= Beginning of Section =

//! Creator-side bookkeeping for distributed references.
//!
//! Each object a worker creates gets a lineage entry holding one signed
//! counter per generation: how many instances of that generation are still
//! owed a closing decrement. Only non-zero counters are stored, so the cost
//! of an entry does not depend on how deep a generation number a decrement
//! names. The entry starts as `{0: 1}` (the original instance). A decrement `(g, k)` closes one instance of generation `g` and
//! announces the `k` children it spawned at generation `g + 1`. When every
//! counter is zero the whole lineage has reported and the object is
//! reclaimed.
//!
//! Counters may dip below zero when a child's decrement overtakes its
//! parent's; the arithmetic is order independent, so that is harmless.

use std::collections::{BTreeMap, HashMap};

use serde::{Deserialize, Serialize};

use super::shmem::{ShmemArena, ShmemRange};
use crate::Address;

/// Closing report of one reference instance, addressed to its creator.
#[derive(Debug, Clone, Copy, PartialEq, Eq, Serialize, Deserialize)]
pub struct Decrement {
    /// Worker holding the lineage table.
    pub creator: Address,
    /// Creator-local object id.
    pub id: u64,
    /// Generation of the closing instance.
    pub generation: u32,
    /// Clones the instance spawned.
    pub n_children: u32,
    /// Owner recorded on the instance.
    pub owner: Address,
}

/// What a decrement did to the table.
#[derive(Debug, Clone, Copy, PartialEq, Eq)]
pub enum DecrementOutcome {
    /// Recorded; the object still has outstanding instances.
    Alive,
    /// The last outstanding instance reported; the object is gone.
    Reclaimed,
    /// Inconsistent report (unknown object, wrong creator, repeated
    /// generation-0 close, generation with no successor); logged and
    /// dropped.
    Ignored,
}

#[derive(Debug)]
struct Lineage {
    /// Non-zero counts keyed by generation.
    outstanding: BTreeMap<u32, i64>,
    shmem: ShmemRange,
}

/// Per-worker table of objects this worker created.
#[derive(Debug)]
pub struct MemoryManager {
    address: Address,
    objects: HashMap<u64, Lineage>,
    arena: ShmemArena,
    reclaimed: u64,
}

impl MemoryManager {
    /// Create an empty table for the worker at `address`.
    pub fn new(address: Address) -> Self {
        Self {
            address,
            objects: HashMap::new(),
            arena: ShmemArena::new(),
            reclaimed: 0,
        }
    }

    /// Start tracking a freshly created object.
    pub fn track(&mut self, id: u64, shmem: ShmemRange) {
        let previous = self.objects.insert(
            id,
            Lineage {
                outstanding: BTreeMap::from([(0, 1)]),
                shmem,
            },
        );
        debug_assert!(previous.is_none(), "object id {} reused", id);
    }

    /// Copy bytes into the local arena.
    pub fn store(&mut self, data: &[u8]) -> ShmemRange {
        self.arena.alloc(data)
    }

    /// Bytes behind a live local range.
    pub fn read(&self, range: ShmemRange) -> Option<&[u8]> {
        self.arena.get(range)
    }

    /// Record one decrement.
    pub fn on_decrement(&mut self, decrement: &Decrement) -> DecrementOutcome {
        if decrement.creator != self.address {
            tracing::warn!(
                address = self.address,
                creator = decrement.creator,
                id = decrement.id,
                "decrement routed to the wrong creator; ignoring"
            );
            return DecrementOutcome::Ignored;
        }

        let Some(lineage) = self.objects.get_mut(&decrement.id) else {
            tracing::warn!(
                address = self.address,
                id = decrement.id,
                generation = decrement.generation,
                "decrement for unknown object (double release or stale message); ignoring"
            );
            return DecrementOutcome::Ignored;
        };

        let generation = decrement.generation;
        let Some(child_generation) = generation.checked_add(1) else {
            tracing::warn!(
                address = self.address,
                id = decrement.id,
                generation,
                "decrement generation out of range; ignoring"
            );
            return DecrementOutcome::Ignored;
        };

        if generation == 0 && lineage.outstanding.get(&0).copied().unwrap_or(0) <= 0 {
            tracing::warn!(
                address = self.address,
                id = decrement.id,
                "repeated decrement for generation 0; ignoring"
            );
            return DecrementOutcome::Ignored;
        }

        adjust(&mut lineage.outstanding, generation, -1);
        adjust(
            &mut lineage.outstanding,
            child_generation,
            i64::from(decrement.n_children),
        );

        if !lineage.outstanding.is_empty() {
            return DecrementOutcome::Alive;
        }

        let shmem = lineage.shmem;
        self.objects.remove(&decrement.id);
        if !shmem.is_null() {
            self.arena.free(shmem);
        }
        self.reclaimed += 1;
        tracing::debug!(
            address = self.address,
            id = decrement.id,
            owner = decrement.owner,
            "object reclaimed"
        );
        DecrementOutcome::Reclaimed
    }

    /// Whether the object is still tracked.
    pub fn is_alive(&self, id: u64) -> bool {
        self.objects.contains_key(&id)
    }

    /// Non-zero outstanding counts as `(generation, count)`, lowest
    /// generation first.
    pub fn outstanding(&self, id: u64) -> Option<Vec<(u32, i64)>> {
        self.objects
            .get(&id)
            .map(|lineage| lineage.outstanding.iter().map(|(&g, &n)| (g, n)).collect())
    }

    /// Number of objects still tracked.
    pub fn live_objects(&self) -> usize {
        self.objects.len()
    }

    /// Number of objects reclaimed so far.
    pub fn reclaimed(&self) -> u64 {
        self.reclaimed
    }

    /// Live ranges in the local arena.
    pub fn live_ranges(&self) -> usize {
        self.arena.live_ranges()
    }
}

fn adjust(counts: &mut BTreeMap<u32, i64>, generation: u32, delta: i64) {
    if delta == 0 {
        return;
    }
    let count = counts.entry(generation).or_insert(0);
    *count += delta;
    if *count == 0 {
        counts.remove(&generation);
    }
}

= End of Section =

» **TASK TO CARRY OUT**:
Take every line from the data that contains the word "struct".

» **EXERCISE RESPONSE**:
pub struct Decrement {
struct Lineage {
pub struct MemoryManager {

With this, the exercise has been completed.